Amir-massoud Farahmand is a research scientist/faculty member at the Vector Institute for Artificial Intelligence in Toronto, Canada. His research interests are in reinforcement learning and machine learning with a focus on developing theoretically-sound algorithms for challenging industrial problems. He received his PhD from the University of Alberta in 2011, followed by postdoctoral fellowships at McGill University (2011–2014) and Carnegie Mellon University (CMU) (2014). Prior to joining the Vector Institute, he worked as a principal research scientist at Mitsubishi Electric Research Laboratories (MERL) in Cambridge, USA for three years.

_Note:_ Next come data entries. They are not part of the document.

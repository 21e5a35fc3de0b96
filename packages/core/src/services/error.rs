//! Clone Error Types
//!
//! Failure taxonomy of a clone operation. Store-level failures
//! ([`GraphStoreError`], including dangling references and outages) are
//! wrapped rather than flattened, so the requester can still see which
//! operation failed. A descendant's failure is wrapped in `Aborted` once
//! per level, which is what [`CloneError::depth`] counts.

use crate::db::GraphStoreError;
use thiserror::Error;

/// Clone operation errors
#[derive(Error, Debug)]
pub enum CloneError {
    /// Malformed or missing request fields
    #[error("Invalid clone request: {reason}")]
    InvalidRequest { reason: String },

    /// A referenced node is absent from the store
    #[error("Node not found: {id}")]
    NotFound { id: String },

    /// A graph store operation failed
    #[error("Graph store operation failed: {0}")]
    Store(#[from] GraphStoreError),

    /// The request bus could not deliver a request or return its reply
    #[error("Request transport failed: {reason}")]
    Transport { reason: String },

    /// A descendant sub-clone failed; remaining siblings were skipped
    #[error("Sub-clone of {source_node_id} failed")]
    Aborted {
        source_node_id: String,
        #[source]
        cause: Box<CloneError>,
    },
}

impl CloneError {
    /// Create an invalid request error
    pub fn invalid_request(reason: impl Into<String>) -> Self {
        Self::InvalidRequest {
            reason: reason.into(),
        }
    }

    /// Create a not found error
    pub fn not_found(id: impl Into<String>) -> Self {
        Self::NotFound { id: id.into() }
    }

    /// Create a transport error
    pub fn transport(reason: impl Into<String>) -> Self {
        Self::Transport {
            reason: reason.into(),
        }
    }

    /// Wrap a failed sub-clone of `source_node_id`
    pub fn aborted(source_node_id: impl Into<String>, cause: CloneError) -> Self {
        Self::Aborted {
            source_node_id: source_node_id.into(),
            cause: Box::new(cause),
        }
    }

    /// How many traversal levels below the requester the failure occurred.
    /// Zero for a failure in the invocation itself.
    pub fn depth(&self) -> usize {
        match self {
            Self::Aborted { cause, .. } => 1 + cause.depth(),
            _ => 0,
        }
    }

    /// The innermost failure underneath any `Aborted` wrapping.
    pub fn root_cause(&self) -> &CloneError {
        match self {
            Self::Aborted { cause, .. } => cause.root_cause(),
            other => other,
        }
    }
}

Amir-massoud received an NSERC (Natural Sciences and Engineering Research Council of Canada) postdoctoral fellowship (2012–2014) and the University of Alberta’s Department of Computing Science Ph.D. Outstanding Thesis Award for the period of 2011–2012. His work has been published in top machine learning (JMLR, MLJ, NIPS, ICML, AISTATS, AAAI), control engineering (IEEE TAC, CDC, ACC), and robotics (IROS and ICRA) venues.
See also: CV
- Faculty Member/Research Scientist, Vector Institute for Artificial Intelligence, 2018–present.
- Principal Research Scientist, Mitsubishi Electric Research Laboratories (MERL), 2014–2018.
- Postdoctoral Fellow, Carnegie Mellon University (RI) (Working with J. Andrew Bagnell), 2014
- Postdoctoral Fellow, McGill University (SCS) (Working with Doina Precup), 2011-2014
- PhD in CS from the University of Alberta (Working with Csaba Szepesvári and Martin Jägersand), 2005–2011.
- MS in EE from the University of Tehran (Working with Majid Nili Ahmadabadi, Babak N. Araabi, and Caro Lucas), 2002–2005.
- BS in EE from K.N. Toosi University of Technology (Working with Mohammad Sadegh Abrishamian), 1998–2002.